Start of INFORMATION PROVIDED
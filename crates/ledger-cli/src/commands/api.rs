//! Authenticated API commands.

use super::{parse_fields, parse_object, Context};
use crate::output::{self, OutputFormat};
use anyhow::Result;
use ledger_session::{ApiRequest, Method};
use serde_json::Value;

/// Send one request through the authenticated pipeline.
pub async fn request(
    ctx: &Context,
    method: Method,
    path: &str,
    data: Option<&str>,
    format: &OutputFormat,
) -> Result<()> {
    let mut request = ApiRequest::new(method, path);
    if let Some(raw) = data {
        request = request.with_body(serde_json::from_str(raw)?);
    }

    let result = ctx.pipeline.send(request).await;
    if let Some(target) = ctx.navigator.take_redirect() {
        output::print_error(&format!("Redirected to {}", target), format);
    }

    let body = result?;
    println!("{}", serde_json::to_string_pretty(&body)?);
    Ok(())
}

/// Merge fields into the stored user record.
pub fn profile_update(
    ctx: &Context,
    data: Option<&str>,
    fields: &[String],
    format: &OutputFormat,
) -> Result<()> {
    let mut partial = match data {
        Some(raw) => parse_object(raw)?,
        None => Value::Object(Default::default()),
    };
    if let Value::Object(map) = &mut partial {
        map.extend(parse_fields(fields)?);
    }

    ctx.session.update_user_info(&partial)?;
    output::print_success(
        &format!("Profile updated for {}", ctx.session.username()),
        format,
    );
    Ok(())
}

/// Show or change the application title.
pub fn system_name(ctx: &Context, name: Option<&str>, format: &OutputFormat) -> Result<()> {
    let Some(name) = name else {
        output::print_success(&ctx.session.system_name(), format);
        return Ok(());
    };

    if ctx.session.update_system_name(name)? {
        output::print_success(
            &format!("System name set to {}", ctx.session.system_name()),
            format,
        );
    } else {
        output::print_error("System name cannot be empty", format);
    }
    Ok(())
}
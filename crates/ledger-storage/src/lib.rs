//! Session persistence for the Project Ledger client.
//!
//! This crate provides the storage surfaces a session touches:
//! - **Durable store**: JSON file key/value store that survives restarts
//! - **Volatile store**: in-memory key/value store scoped to the process
//! - **Cookie jar**: cookies captured from API responses
//! - **Local databases**: database files kept under the client directory
//!
//! [`StorageSync`] ties them together and is the only component that reads or
//! writes session keys.

mod cookies;
mod databases;
mod file;
mod keys;
mod memory;
mod sync;
mod traits;

pub use cookies::{ancestor_domains, Cookie, CookieJar};
pub use databases::LocalDatabases;
pub use file::FileStorage;
pub use keys::StorageKeys;
pub use memory::MemoryStorage;
pub use sync::{
    CleanupReport, PersistedMonitoring, PersistedSession, PersistedState, StorageSync,
    SurfaceFailure,
};
pub use traits::KeyValueStore;

use ledger_config::Paths;
use std::sync::Arc;
use thiserror::Error;

/// Error type for storage operations.
#[derive(Error, Debug)]
pub enum StorageError {
    /// Backend-specific storage error
    #[error("Storage backend error: {0}")]
    Backend(String),

    /// Encoding/decoding error
    #[error("Encoding error: {0}")]
    Encoding(String),

    /// IO error
    #[error("IO error: {0}")]
    Io(#[from] std::io::Error),

    /// JSON error
    #[error("JSON error: {0}")]
    Json(#[from] serde_json::Error),
}

/// Result type for storage operations.
pub type StorageResult<T> = Result<T, StorageError>;

/// Create the file-backed storage surfaces under the client directory.
pub fn create_storage_sync(paths: &Paths) -> StorageResult<StorageSync> {
    paths
        .ensure_dirs()
        .map_err(|e| StorageError::Backend(e.to_string()))?;

    let durable = FileStorage::open(paths.storage_file())?;
    let cookies = CookieJar::open(paths.cookies_file())?;

    Ok(StorageSync::new(Box::new(durable))
        .with_cookie_jar(Arc::new(cookies))
        .with_databases(LocalDatabases::new(paths.databases_dir())))
}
End of INFORMATION PROVIDED
WHAT YOU HAVE TO DO: Pull every line containing "ApiRequest" out of the records.

SOLUTION TO THIS PROBLEM:
use ledger_session::{ApiRequest, Method};
    let mut request = ApiRequest::new(method, path);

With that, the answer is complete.